*WHAT TO DO*
Keeping each line intact, print the whole listing.

*RECORD EXTRACTS*
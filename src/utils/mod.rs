pub mod dates;
pub mod roster_cache;
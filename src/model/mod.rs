use serde::{Deserialize, Deserializer};

pub mod attendance;
pub mod dashboard;
pub mod employee;

/// Reads an explicit `null` the same as a missing field.
pub(crate) fn null_as_default<'de, D, T>(deserializer: D) -> Result<T, D::Error>
where
    D: Deserializer<'de>,
    T: Deserialize<'de> + Default,
{
    Option::<T>::deserialize(deserializer).map(Option::unwrap_or_default)
}
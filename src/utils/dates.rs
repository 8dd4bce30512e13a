use chrono::{Local, NaiveDate};

use crate::client::{DATE_FORMAT, DateRange};
use crate::error::PortalError;

pub fn parse_date(value: &str) -> Result<NaiveDate, PortalError> {
    NaiveDate::parse_from_str(value.trim(), DATE_FORMAT)
        .map_err(|_| PortalError::BadRequest(format!("Invalid date '{}', expected YYYY-MM-DD", value)))
}

/// Requested day, or today in local time when none was given.
pub fn date_or_today(value: Option<&str>) -> Result<NaiveDate, PortalError> {
    match value {
        Some(v) if !v.trim().is_empty() => parse_date(v),
        _ => Ok(Local::now().date_naive()),
    }
}

/// A range is only applied when both ends are given; otherwise the full
/// history is requested.
pub fn optional_range(
    start: Option<&str>,
    end: Option<&str>,
) -> Result<Option<DateRange>, PortalError> {
    let (Some(start), Some(end)) = (start, end) else {
        return Ok(None);
    };
    let range = DateRange {
        start: parse_date(start)?,
        end: parse_date(end)?,
    };
    if range.start > range.end {
        return Err(PortalError::BadRequest(
            "start_date cannot be after end_date".to_string(),
        ));
    }
    Ok(Some(range))
}

pub fn format_date(date: NaiveDate) -> String {
    date.format(DATE_FORMAT).to_string()
}
use actix_web::middleware::NormalizePath;
use actix_web::web::Data;
use actix_web::{App, HttpServer, Responder, get};
use anyhow::Context;

mod api;
mod client;
mod config;
mod docs;
mod error;
mod model;
mod reconcile;
mod routes;
mod utils;

use client::HrApiClient;
use config::Config;
use utils::roster_cache::RosterCache;

use crate::docs::ApiDoc;
use tracing::info;
use tracing_appender::rolling;
use utoipa::OpenApi;
use utoipa_swagger_ui::SwaggerUi;

#[get("/")]
async fn index() -> impl Responder {
    "HR portal is running"
}

#[actix_web::main]
async fn main() -> anyhow::Result<()> {
    let config = Config::from_env()?;

    // Rolling daily log
    let file_appender = rolling::daily(&config.log_dir, "portal.log");
    let (non_blocking, _guard) = tracing_appender::non_blocking(file_appender);

    tracing_subscriber::fmt()
        .with_writer(non_blocking)
        .with_max_level(tracing::Level::DEBUG)
        .with_ansi(false)
        .with_target(false)
        .with_level(true)
        .with_thread_ids(false)
        .with_thread_names(false)
        .pretty()
        .init();

    let client = HrApiClient::new(&config.hr_api_base_url, config.upstream_timeout)
        .context("failed to build HR API client")?;
    let roster_cache = RosterCache::new(config.roster_cache_capacity, config.roster_cache_ttl);
    let limiter = routes::build_limiter(config.rate_views_per_min)?;

    info!(
        upstream = client.api_base(),
        addr = %config.server_addr,
        prefix = %config.api_prefix,
        "Portal starting..."
    );

    let server_addr = config.server_addr.clone();

    HttpServer::new(move || {
        App::new()
            .wrap(actix_web::middleware::Logger::default())
            .wrap(NormalizePath::trim())
            .service(
                SwaggerUi::new("/swagger-ui/{_:.*}") // wildcard so the JS/CSS assets match
                    .url("/api-doc/openapi.json", ApiDoc::openapi()),
            )
            .app_data(Data::new(client.clone()))
            .app_data(Data::new(roster_cache.clone()))
            .app_data(Data::new(config.clone()))
            .service(index)
            .configure(|cfg| routes::configure(cfg, &config, &limiter))
    })
    .bind(&server_addr)
    .with_context(|| format!("failed to bind {}", server_addr))?
    .run()
    .await?;

    Ok(())
}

*OUTPUT OF THE EXERCISE*
filename src/utils/mod.rs
pub mod dates;
pub mod roster_cache;
filename src/model/mod.rs
use serde::{Deserialize, Deserializer};

pub mod attendance;
pub mod dashboard;
pub mod employee;

/// Reads an explicit `null` the same as a missing field.
pub(crate) fn null_as_default<'de, D, T>(deserializer: D) -> Result<T, D::Error>
where
    D: Deserializer<'de>,
    T: Deserialize<'de> + Default,
{
    Option::<T>::deserialize(deserializer).map(Option::unwrap_or_default)
}
filename src/utils/dates.rs
repository 8dd4bce30512e13a
use chrono::{Local, NaiveDate};

use crate::client::{DATE_FORMAT, DateRange};
use crate::error::PortalError;

pub fn parse_date(value: &str) -> Result<NaiveDate, PortalError> {
    NaiveDate::parse_from_str(value.trim(), DATE_FORMAT)
        .map_err(|_| PortalError::BadRequest(format!("Invalid date '{}', expected YYYY-MM-DD", value)))
}

/// Requested day, or today in local time when none was given.
pub fn date_or_today(value: Option<&str>) -> Result<NaiveDate, PortalError> {
    match value {
        Some(v) if !v.trim().is_empty() => parse_date(v),
        _ => Ok(Local::now().date_naive()),
    }
}

/// A range is only applied when both ends are given; otherwise the full
/// history is requested.
pub fn optional_range(
    start: Option<&str>,
    end: Option<&str>,
) -> Result<Option<DateRange>, PortalError> {
    let (Some(start), Some(end)) = (start, end) else {
        return Ok(None);
    };
    let range = DateRange {
        start: parse_date(start)?,
        end: parse_date(end)?,
    };
    if range.start > range.end {
        return Err(PortalError::BadRequest(
            "start_date cannot be after end_date".to_string(),
        ));
    }
    Ok(Some(range))
}

pub fn format_date(date: NaiveDate) -> String {
    date.format(DATE_FORMAT).to_string()
}
use actix_web::middleware::NormalizePath;
use actix_web::web::Data;
use actix_web::{App, HttpServer, Responder, get};
use anyhow::Context;

mod api;
mod client;
mod config;
mod docs;
mod error;
mod model;
mod reconcile;
mod routes;
mod utils;

use client::HrApiClient;
use config::Config;
use utils::roster_cache::RosterCache;

use crate::docs::ApiDoc;
use tracing::info;
use tracing_appender::rolling;
use utoipa::OpenApi;
use utoipa_swagger_ui::SwaggerUi;

#[get("/")]
async fn index() -> impl Responder {
    "HR portal is running"
}

#[actix_web::main]
async fn main() -> anyhow::Result<()> {
    let config = Config::from_env()?;

    // Rolling daily log
    let file_appender = rolling::daily(&config.log_dir, "portal.log");
    let (non_blocking, _guard) = tracing_appender::non_blocking(file_appender);

    tracing_subscriber::fmt()
        .with_writer(non_blocking)
        .with_max_level(tracing::Level::DEBUG)
        .with_ansi(false)
        .with_target(false)
        .with_level(true)
        .with_thread_ids(false)
        .with_thread_names(false)
        .pretty()
        .init();

    let client = HrApiClient::new(&config.hr_api_base_url, config.upstream_timeout)
        .context("failed to build HR API client")?;
    let roster_cache = RosterCache::new(config.roster_cache_capacity, config.roster_cache_ttl);
    let limiter = routes::build_limiter(config.rate_views_per_min)?;

    info!(
        upstream = client.api_base(),
        addr = %config.server_addr,
        prefix = %config.api_prefix,
        "Portal starting..."
    );

    let server_addr = config.server_addr.clone();

    HttpServer::new(move || {
        App::new()
            .wrap(actix_web::middleware::Logger::default())
            .wrap(NormalizePath::trim())
            .service(
                SwaggerUi::new("/swagger-ui/{_:.*}") // wildcard so the JS/CSS assets match
                    .url("/api-doc/openapi.json", ApiDoc::openapi()),
            )
            .app_data(Data::new(client.clone()))
            .app_data(Data::new(roster_cache.clone()))
            .app_data(Data::new(config.clone()))
            .service(index)
            .configure(|cfg| routes::configure(cfg, &config, &limiter))
    })
    .bind(&server_addr)
    .with_context(|| format!("failed to bind {}", server_addr))?
    .run()
    .await?;

    Ok(())
}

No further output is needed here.